Central and western Europe never forgot that Muscovy belonged to the corpus Christianum. Evidence of this may be found in the various political programs Leibnitz presented to the monarchs of his age. In a youthful essay written in 1669 he treated the Grand Duke of Moscow from the Polish and Roman Catholic point of view as the “Turk of the North”; but in the memorial on European politics which he wrote in August 1670, entitled Considerations on the Security of the German Empire, he viewed the Grand Duchy of Moscow as “a possible future ally” of the European powers for their common defensive struggle against the Turks and Tatars.

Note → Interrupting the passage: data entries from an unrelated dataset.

//! Initialize the LinkStash database.

use crate::config::resolve_db_path;
use crate::error::{Error, Result};
use crate::storage::SqliteStorage;
use serde::Serialize;
use std::fs;
use std::path::PathBuf;

#[derive(Serialize)]
struct InitOutput {
    ok: bool,
    path: PathBuf,
}

/// Execute the init command.
///
/// Creates the database file (default `~/.linkstash/data/linkstash.db`)
/// and applies the schema. Refuses to touch an existing database unless
/// `--force` is given.
///
/// # Errors
///
/// Returns an error if the directory or database cannot be created.
pub fn execute(force: bool, db_path: Option<&PathBuf>, json: bool) -> Result<()> {
    let db_path = resolve_db_path(db_path.map(PathBuf::as_path)).ok_or_else(|| {
        Error::Config("Could not determine the LinkStash directory".to_string())
    })?;

    if db_path.exists() && !force {
        return Err(Error::AlreadyInitialized { path: db_path });
    }

    if let Some(parent) = db_path.parent() {
        fs::create_dir_all(parent)?;
    }

    if force && db_path.exists() {
        fs::remove_file(&db_path)?;
    }

    // Opening applies the schema
    SqliteStorage::open(&db_path)?;

    if json {
        let output = InitOutput {
            ok: true,
            path: db_path,
        };
        println!("{}", serde_json::to_string(&output)?);
    } else {
        println!("Initialized LinkStash database at {}", db_path.display());
        println!("Save your first link with: lks save <url>");
    }

    Ok(())
}
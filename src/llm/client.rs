//! HTTP client for an OpenAI-compatible Chat Completions endpoint.
//!
//! Two call shapes: POST `{base}/chat/completions` for the summarize and
//! ask flows, and GET `{base}/models` for the operator-facing credential
//! check. Every call is attempted exactly once; there are no retries.

use crate::config::{resolve_api_base, resolve_model};
use crate::error::{Error, Result};
use serde::{Deserialize, Serialize};
use std::time::Duration;

/// Outcome of the `GET /models` credential check.
#[derive(Debug, Clone, Copy, PartialEq, Eq)]
pub enum KeyCheck {
    /// The endpoint accepted the credential.
    Valid,
    /// The endpoint returned 401.
    Unauthorized,
}

/// Client for the completion endpoint.
pub struct ChatClient {
    http: reqwest::Client,
    base_url: String,
    model: String,
}

impl ChatClient {
    /// Create a client using the configured endpoint and model.
    #[must_use]
    pub fn new() -> Self {
        Self::with_base_url(resolve_api_base())
    }

    /// Create a client against a specific base URL (tests, custom servers).
    #[must_use]
    pub fn with_base_url(base_url: impl Into<String>) -> Self {
        let http = reqwest::Client::builder()
            .timeout(Duration::from_secs(120))
            .build()
            .unwrap_or_else(|_| reqwest::Client::new());

        Self {
            http,
            base_url: base_url.into(),
            model: resolve_model(),
        }
    }

    /// Issue one chat completion and return the trimmed text of the
    /// first choice.
    ///
    /// # Errors
    ///
    /// Returns `Error::Api` with `"API request failed: <status>"` on a
    /// non-success status, and with the transport reason on a connection
    /// failure. The caller decides whether that is soft-degraded
    /// (summaries) or surfaced (ask).
    pub async fn complete(
        &self,
        api_key: &str,
        system: &str,
        user: &str,
        max_tokens: u32,
        temperature: f32,
    ) -> Result<String> {
        let url = format!("{}/chat/completions", self.base_url);

        let request = ChatCompletionRequest {
            model: self.model.clone(),
            messages: vec![
                ChatCompletionMessage {
                    role: "system".to_string(),
                    content: system.to_string(),
                },
                ChatCompletionMessage {
                    role: "user".to_string(),
                    content: user.to_string(),
                },
            ],
            max_tokens,
            temperature,
        };

        tracing::debug!(model = %self.model, %url, "sending completion request");

        let response = self
            .http
            .post(&url)
            .header("Content-Type", "application/json")
            .header("Authorization", format!("Bearer {api_key}"))
            .json(&request)
            .send()
            .await
            .map_err(|e| Error::Api(e.to_string()))?;

        let status = response.status();
        if !status.is_success() {
            tracing::debug!(%status, "completion request rejected");
            return Err(Error::Api(format!("API request failed: {}", status.as_u16())));
        }

        let data: ChatCompletionResponse = response
            .json()
            .await
            .map_err(|e| Error::Api(format!("Failed to parse response: {e}")))?;

        let choice = data
            .choices
            .into_iter()
            .next()
            .ok_or_else(|| Error::Api("No choices in response".to_string()))?;

        Ok(choice.message.content.unwrap_or_default().trim().to_string())
    }

    /// Check the credential against the models-listing endpoint.
    ///
    /// Used only by `lks key test`; the core flows never call this.
    ///
    /// # Errors
    ///
    /// Returns `Error::Api` for any status other than success or 401, and
    /// for transport failures.
    pub async fn validate_key(&self, api_key: &str) -> Result<KeyCheck> {
        let url = format!("{}/models", self.base_url);

        let response = self
            .http
            .get(&url)
            .header("Authorization", format!("Bearer {api_key}"))
            .send()
            .await
            .map_err(|e| Error::Api(format!("Connection test failed: {e}")))?;

        let status = response.status();
        if status.is_success() {
            return Ok(KeyCheck::Valid);
        }
        if status.as_u16() == 401 {
            return Ok(KeyCheck::Unauthorized);
        }
        Err(Error::Api(format!(
            "Connection failed with status: {}",
            status.as_u16()
        )))
    }
}

impl Default for ChatClient {
    fn default() -> Self {
        Self::new()
    }
}

// Wire types for the OpenAI-compatible endpoint.

#[derive(Debug, Serialize)]
struct ChatCompletionRequest {
    model: String,
    messages: Vec<ChatCompletionMessage>,
    max_tokens: u32,
    temperature: f32,
}

#[derive(Debug, Serialize)]
struct ChatCompletionMessage {
    role: String,
    content: String,
}

#[derive(Debug, Deserialize)]
struct ChatCompletionResponse {
    choices: Vec<ChatCompletionChoice>,
}

#[derive(Debug, Deserialize)]
struct ChatCompletionChoice {
    message: ChatCompletionResponseMessage,
}

#[derive(Debug, Deserialize)]
struct ChatCompletionResponseMessage {
    content: Option<String>,
}

#[cfg(test)]
mod tests {
    use super::*;
    use wiremock::matchers::{body_partial_json, header, method, path};
    use wiremock::{Mock, MockServer, ResponseTemplate};

    #[tokio::test]
    async fn test_complete_returns_trimmed_first_choice() {
        let server = MockServer::start().await;
        Mock::given(method("POST"))
            .and(path("/chat/completions"))
            .and(header("Authorization", "Bearer sk-test"))
            .respond_with(ResponseTemplate::new(200).set_body_json(serde_json::json!({
                "choices": [
                    {"message": {"role": "assistant", "content": "  An answer.  "}},
                    {"message": {"role": "assistant", "content": "ignored"}}
                ]
            })))
            .mount(&server)
            .await;

        let client = ChatClient::with_base_url(server.uri());
        let text = client
            .complete("sk-test", "system", "user", 150, 0.7)
            .await
            .unwrap();
        assert_eq!(text, "An answer.");
    }

    #[tokio::test]
    async fn test_complete_sends_model_and_messages() {
        let server = MockServer::start().await;
        Mock::given(method("POST"))
            .and(path("/chat/completions"))
            .and(body_partial_json(serde_json::json!({
                "messages": [
                    {"role": "system", "content": "sys"},
                    {"role": "user", "content": "usr"}
                ],
                "max_tokens": 150
            })))
            .respond_with(ResponseTemplate::new(200).set_body_json(serde_json::json!({
                "choices": [{"message": {"role": "assistant", "content": "ok"}}]
            })))
            .expect(1)
            .mount(&server)
            .await;

        let client = ChatClient::with_base_url(server.uri());
        client.complete("sk-test", "sys", "usr", 150, 0.7).await.unwrap();
    }

    #[tokio::test]
    async fn test_complete_maps_http_failure_to_status_message() {
        let server = MockServer::start().await;
        Mock::given(method("POST"))
            .and(path("/chat/completions"))
            .respond_with(ResponseTemplate::new(500))
            .mount(&server)
            .await;

        let client = ChatClient::with_base_url(server.uri());
        let err = client
            .complete("sk-test", "s", "u", 150, 0.7)
            .await
            .unwrap_err();
        assert_eq!(err.to_string(), "API request failed: 500");
    }

    #[tokio::test]
    async fn test_validate_key_paths() {
        let server = MockServer::start().await;
        Mock::given(method("GET"))
            .and(path("/models"))
            .and(header("Authorization", "Bearer sk-good"))
            .respond_with(ResponseTemplate::new(200).set_body_json(serde_json::json!({"data": []})))
            .mount(&server)
            .await;
        Mock::given(method("GET"))
            .and(path("/models"))
            .and(header("Authorization", "Bearer sk-bad"))
            .respond_with(ResponseTemplate::new(401))
            .mount(&server)
            .await;

        let client = ChatClient::with_base_url(server.uri());
        assert_eq!(client.validate_key("sk-good").await.unwrap(), KeyCheck::Valid);
        assert_eq!(
            client.validate_key("sk-bad").await.unwrap(),
            KeyCheck::Unauthorized
        );
    }
}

The same ideas were further explored in the Consilium Aegyptiacum, a study that Leibnitz wrote for Louis XIV, in which he pointed out all the advantages to be derived from the Holy Roman emperor's marching with the Poles and Swedes against the Turks while the Russians attacked the Tatars, who were constantly disturbing the empire from their base in Kherson. The sensible thing for Russia to do was to exterminate these robbers rather than to advance against the West and occupy Riga. In letters and memorials addressed to Peter the Great, Leibnitz hammered away at this idea. Peter the Great was so impressed by this advice that he conferred the title of a Russian King's Counsel upon the German philosopher. Again and again Leibnitz pointed out to the tsar that the most important task of a Christian monarch was war against the Turks. The tsar's journey to central Europe encouraged the philosopher to hatch broad political programs; he hoped to bring about an alliance of Poland, Russia and the empire which would drive the arch foe of Christendom, the Turks, from European soil. In all this political speculation Leibnitz took it for granted that the Grand Duchy of Moscow was an integral part of European Christendom.